- _Problem to solve_
In the listing beneath this line, copy exactly the lines starting with the one containing "let s = self.read_string_(len" and going on through the one containing "contents. The contents".

[Start of Attachment]

use {
    crate::dbus::{
        DynamicType, Endian, MAX_ARRAY_LEN, MAX_CONTAINER_DEPTH, MAX_TOTAL_DEPTH, WireError,
        types::{ObjectPath, Signature, Value, is_valid_object_path},
    },
    bstr::ByteSlice,
    byteorder::{BigEndian, ByteOrder, LittleEndian},
};

/// A read cursor over marshalled data.
///
/// Offsets are absolute within `buf` so that alignment is computed relative to
/// the start of the message or body the parser was created for.
pub struct Parser<'a> {
    buf: &'a [u8],
    pos: usize,
    endian: Endian,
    arrays: u32,
    structs: u32,
    total: u32,
}

macro_rules! read_num {
    ($name:ident, $ty:ty, $read:ident) => {
        pub fn $name(&mut self) -> Result<$ty, WireError> {
            let b = self.take(size_of::<$ty>())?;
            Ok(match self.endian {
                Endian::Little => LittleEndian::$read(b),
                Endian::Big => BigEndian::$read(b),
            })
        }
    };
}

impl<'a> Parser<'a> {
    pub fn new(buf: &'a [u8], endian: Endian) -> Self {
        Self {
            buf,
            pos: 0,
            endian,
            arrays: 0,
            structs: 0,
            total: 0,
        }
    }

    pub fn eof(&self) -> bool {
        self.pos == self.buf.len()
    }

    pub fn pos(&self) -> usize {
        self.pos
    }

    /// Fails if any bytes remain.
    pub fn finish(&self) -> Result<(), WireError> {
        match self.eof() {
            true => Ok(()),
            false => Err(WireError::TrailingBytes),
        }
    }

    pub fn align_to(&mut self, n: usize) -> Result<(), WireError> {
        let new = self.pos + (self.pos.wrapping_neg() & (n - 1));
        if new > self.buf.len() {
            return Err(WireError::UnexpectedEof);
        }
        if self.buf[self.pos..new].iter().any(|&b| b != 0) {
            return Err(WireError::NonZeroPadding);
        }
        self.pos = new;
        Ok(())
    }

    /// Aligns to the natural alignment of an `n`-byte number and consumes it.
    fn take(&mut self, n: usize) -> Result<&'a [u8], WireError> {
        self.align_to(n)?;
        if self.buf.len() - self.pos < n {
            return Err(WireError::UnexpectedEof);
        }
        let b = &self.buf[self.pos..self.pos + n];
        self.pos += n;
        Ok(b)
    }

    pub fn read_u8(&mut self) -> Result<u8, WireError> {
        Ok(self.take(1)?[0])
    }

    read_num!(read_i16, i16, read_i16);
    read_num!(read_u16, u16, read_u16);
    read_num!(read_i32, i32, read_i32);
    read_num!(read_u32, u32, read_u32);
    read_num!(read_i64, i64, read_i64);
    read_num!(read_u64, u64, read_u64);
    read_num!(read_f64, f64, read_f64);

    pub fn read_bool(&mut self) -> Result<bool, WireError> {
        match self.read_u32()? {
            0 => Ok(false),
            1 => Ok(true),
            _ => Err(WireError::InvalidBoolValue),
        }
    }

    pub fn read_string(&mut self) -> Result<&'a str, WireError> {
        let len = self.read_u32()?;
        self.read_string_(len as usize)
    }

    pub fn read_object_path(&mut self) -> Result<ObjectPath, WireError> {
        let s = self.read_string()?;
        if !is_valid_object_path(s) {
            return Err(WireError::InvalidObjectPath(s.to_string()));
        }
        Ok(ObjectPath(s.to_string()))
    }

    pub fn read_signature(&mut self) -> Result<Signature, WireError> {
        let len = self.read_u8()?;
        let s = self.read_string_(len as usize)?;
        DynamicType::parse_signature(s)?;
        Ok(Signature(s.to_string()))
    }

    fn read_string_(&mut self, len: usize) -> Result<&'a str, WireError> {
        if self.buf.len() - self.pos < len + 1 {
            return Err(WireError::UnexpectedEof);
        }
        let s = &self.buf[self.pos..self.pos + len];
        if self.buf[self.pos + len] != 0 || s.contains(&0) {
            return Err(WireError::UnterminatedString);
        }
        self.pos += len + 1;
        match s.to_str() {
            Ok(s) => Ok(s),
            _ => Err(WireError::InvalidUtf8),
        }
    }

    /// Reads an array header and returns a parser limited to the array
    /// contents. The contents are skipped in `self`.
    pub fn read_array(&mut self, alignment: usize) -> Result<Parser<'a>, WireError> {
        if self.arrays >= MAX_CONTAINER_DEPTH || self.total >= MAX_TOTAL_DEPTH {
            return Err(WireError::NestingTooDeep);
        }
        let len = self.read_u32()? as usize;
        if len > MAX_ARRAY_LEN {
            return Err(WireError::ArrayTooLong);
        }
        self.align_to(alignment)?;
        if self.buf.len() - self.pos < len {
            return Err(WireError::ArrayLength);
        }
        let parser = Parser {
            buf: &self.buf[..self.pos + len],
            pos: self.pos,
            endian: self.endian,
            arrays: self.arrays + 1,
            structs: self.structs,
            total: self.total + 1,
        };
        self.pos += len;
        Ok(parser)
    }

    pub fn enter(&mut self) -> Result<(), WireError> {
        if self.structs >= MAX_CONTAINER_DEPTH || self.total >= MAX_TOTAL_DEPTH {
            return Err(WireError::NestingTooDeep);
        }
        self.structs += 1;
        self.total += 1;
        Ok(())
    }

    pub fn leave(&mut self) {
        self.structs -= 1;
        self.total -= 1;
    }

    pub fn read_variant(&mut self) -> Result<Value, WireError> {
        let sig = self.read_signature()?;
        let ty = DynamicType::parse_single(&sig)?;
        if self.total >= MAX_TOTAL_DEPTH {
            return Err(WireError::NestingTooDeep);
        }
        self.total += 1;
        let res = ty.parse(self);
        self.total -= 1;
        res
    }
}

[End of Attachment]

- _Expected answer_
        let s = self.read_string_(len as usize)?;
        DynamicType::parse_signature(s)?;
        Ok(Signature(s.to_string()))
    }

    fn read_string_(&mut self, len: usize) -> Result<&'a str, WireError> {
        if self.buf.len() - self.pos < len + 1 {
            return Err(WireError::UnexpectedEof);
        }
        let s = &self.buf[self.pos..self.pos + len];
        if self.buf[self.pos + len] != 0 || s.contains(&0) {
            return Err(WireError::UnterminatedString);
        }
        self.pos += len + 1;
        match s.to_str() {
            Ok(s) => Ok(s),
            _ => Err(WireError::InvalidUtf8),
        }
    }

    /// Reads an array header and returns a parser limited to the array
    /// contents. The contents are skipped in `self`.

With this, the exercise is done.